La notizia.
La smentita.
Potrei fermarmi qui anche ricordando che il mondo è pieno di allarmisti, ma vale la pena di fare qualche approfondimento.
Cominciamo col dire che la “notizia” è che la nostra Polizia Postale avrebbe stretto con Facebook un patto segreto per spiare tutti gli utenti del social network più popolare: “Un patto segreto con il social network. Che consente alle forze dell’ordine di entrare arbitrariamente e senza mandato della magistratura in tutti i profili degli utenti italiani “.
Il patto è tanto segreto che i segugi de L’Espresso l’hanno scoperto subito, nei minimi dettagli.
Se, poi, anche l’indignato Alessandro Gilioli conferma il tutto “sulla fiducia”, allora la notizia è vera, al di là di ogni ragionevole dubbio. Sì, perché come dice Gilioli, le fonti del suo collega sono “certe e affidabili“. Mi piacerebbe conoscere le fonti. La Polizia stessa citata nel primo articolo? Mah…
Tutto può essere, ovvio, ma fermiamoci, almeno in prima battuta, al verosimile. Altrimenti, rischiamo di produrre bufale.
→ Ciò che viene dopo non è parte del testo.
//! Synchronization primitives for in-process communication.
//!
//! This module provides the safe, role-enforcing queue handles used to pass
//! elements between exactly two threads.

pub mod spsc;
Se fosse vero quanto raccontato da L’Espresso, ci troveremmo di fronte a gravissime violazioni di certa rilevanza penale. E tutta questa mega porcheria uscirebbe fuori così, subito dopo e con inusuale “naturalezza”?
Quelli di Facebook non sono dei cretini. Anzitutto, non ucciderebbero così il proprio business “vendendo” i propri utenti.
Per giunta, non vedo cosa abbiano da temere tanto da scendere a pesanti patti, senza essere accusati di alcunché, con una polizia straniera.
E, in effetti, alla fine i vertici della Polizia Postale la spiegano molto diversa, smentendo la notizia. Tendo a credere a quest’ultima versione, quella di una semplice collaborazione, quanto meno per verosimiglianza.
Così, anche L’Espresso pubblica la smentita dalla Polizia, ma insiste sulla veridicità della notizia. Misteriosamente, però, scompare ogni riferimento a quella “arbitraria” intrusione nei singoli profili, mentre si parla di “osservazioni”, cosa ben diversa.
E, d’altro canto, l’esistenza di infiltrati in ambienti potenzialmente criminali, non è certo da considerarsi “indagine illegale”.
Insomma, la risposta de L’Espresso appare parecchio elusiva del nocciolo della questione, cioè la reale messa in pericolo delle libertà dei singoli pur di fronte ad esigenze investigative.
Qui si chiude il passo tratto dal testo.